> _Stored items_
========================

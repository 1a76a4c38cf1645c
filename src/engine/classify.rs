//! Classification of scan-engine output lines and summary parsing.

use std::sync::LazyLock;

use regex::Regex;

/// Marker the engine prints before examining an item.
pub const EXAMINED_MARKER: &str = "Scanning";
/// Marker the engine prints on a positive match.
pub const FOUND_MARKER: &str = "FOUND";

/// `Infected files: N` summary line.
static INFECTED_RE: LazyLock<Option<Regex>> =
    LazyLock::new(|| Regex::new(r"Infected files: (\d+)").ok());

/// What: Kind of a single stdout line from the scan engine.
#[derive(Clone, Copy, Debug, PartialEq, Eq)]
pub enum LineKind {
    /// A positive match; shown to the operator immediately.
    Found,
    /// An item was examined; advances progress.
    Examined,
    /// Anything else (summary block, notices).
    Other,
}

/// What: Classify one output line.
///
/// Inputs:
/// - `line`: A complete stdout line.
///
/// Output:
/// - [`LineKind`], with `Found` taking precedence over `Examined`.
#[must_use]
pub fn classify_scan_line(line: &str) -> LineKind {
    if line.contains(FOUND_MARKER) {
        LineKind::Found
    } else if line.contains(EXAMINED_MARKER) {
        LineKind::Examined
    } else {
        LineKind::Other
    }
}

/// What: Extract the infected-file count from a scan transcript.
///
/// Inputs:
/// - `transcript`: Captured stdout text.
///
/// Output:
/// - `Some(n)` from the first `Infected files: N` marker, `None` when the
///   marker is absent or the number does not fit a `u64`.
///
/// Details:
/// - Pure; parsing the same transcript twice yields the same result.
/// - ANSI escapes in the verbatim transcript are ignored.
#[must_use]
pub fn parse_infected_count(transcript: &str) -> Option<u64> {
    let re = INFECTED_RE.as_ref()?;
    let plain = strip_ansi_escapes::strip_str(transcript);
    re.captures(&plain)
        .and_then(|caps| caps.get(1))
        .and_then(|m| m.as_str().parse::<u64>().ok())
}

/// What: Whether a transcript carries the summary marker at all.
///
/// Inputs:
/// - `transcript`: Captured stdout text.
///
/// Output:
/// - `true` when a well-formed `Infected files: N` line is present.
#[must_use]
pub fn has_summary(transcript: &str) -> bool {
    parse_infected_count(transcript).is_some()
}

/// What: Progress bookkeeping for one scan.
///
/// Details:
/// - `observed` never decreases; the displayed percentage is clamped at 100
///   while the count keeps going when the estimate was too low.
#[derive(Clone, Copy, Debug, Default, PartialEq, Eq)]
pub struct ProgressState {
    /// Estimated number of items (seeded from the directory walk).
    pub expected_total: u64,
    /// Items reported as examined so far.
    pub observed_count: u64,
}

impl ProgressState {
    /// Start tracking against `expected_total` items.
    #[must_use]
    pub const fn new(expected_total: u64) -> Self {
        Self {
            expected_total,
            observed_count: 0,
        }
    }

    /// Record one examined item and return the new displayed percentage.
    pub fn record_examined(&mut self) -> u8 {
        self.observed_count = self.observed_count.saturating_add(1);
        self.percent()
    }

    /// What: Displayed percentage (0–100).
    ///
    /// Details:
    /// - With an estimate of zero, any observed item shows as 100%.
    #[must_use]
    pub fn percent(&self) -> u8 {
        if self.expected_total == 0 {
            return if self.observed_count == 0 { 0 } else { 100 };
        }
        let pct = self.observed_count.saturating_mul(100) / self.expected_total;
        u8::try_from(pct.min(100)).unwrap_or(100)
    }
}
//! Shared utilities for argument processing.

use std::time::Duration;

use scanmon::app::{AppOptions, UpdateMode};
use scanmon::settings::Settings;
use scanmon::targets::TargetSelection;

use super::Args;

/// What: Determine the log level based on command-line arguments.
///
/// Inputs:
/// - `args`: Parsed command-line arguments.
///
/// Output:
/// - Log level string (trace, debug, info, warn, error).
///
/// Details:
/// - Verbose flag overrides the `--log-level` argument.
#[must_use]
pub fn determine_log_level(args: &Args) -> String {
    if args.verbose {
        "debug".to_string()
    } else {
        args.log_level.clone()
    }
}

/// What: Apply command-line overrides on top of file settings.
///
/// Inputs:
/// - `args`: Parsed arguments.
/// - `settings`: Settings loaded from disk.
///
/// Output:
/// - Effective settings.
#[must_use]
pub fn apply_overrides(args: &Args, mut settings: Settings) -> Settings {
    if let Some(secs) = args.timeout {
        settings.scan_timeout = Duration::from_secs(secs);
    }
    settings
}

/// What: Build the application options from arguments and settings.
///
/// Inputs:
/// - `args`: Parsed arguments.
/// - `settings`: Settings loaded from disk.
///
/// Output:
/// - `AppOptions` for `scanmon::app::run`.
#[must_use]
pub fn app_options(args: &Args, settings: Settings) -> AppOptions {
    let update = if args.update {
        UpdateMode::Always
    } else if args.skip_update {
        UpdateMode::Never
    } else {
        UpdateMode::Ask
    };
    let selection = args
        .group
        .map(|g| TargetSelection::Group(g.into()))
        .or_else(|| args.path.clone().map(TargetSelection::Custom));
    AppOptions {
        settings: apply_overrides(args, settings),
        update,
        selection,
        db_status_only: args.db_status,
        write_engine_config: args.write_engine_config,
    }
}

========================

> _PROMPT_
An exact copy of the lines from the one containing "let selection = args" through the end of the entries is required, and nothing beyond them.

> _ANSWER AREA_
    let selection = args
        .group
        .map(|g| TargetSelection::Group(g.into()))
        .or_else(|| args.path.clone().map(TargetSelection::Custom));
    AppOptions {
        settings: apply_overrides(args, settings),
        update,
        selection,
        db_status_only: args.db_status,
        write_engine_config: args.write_engine_config,
    }
}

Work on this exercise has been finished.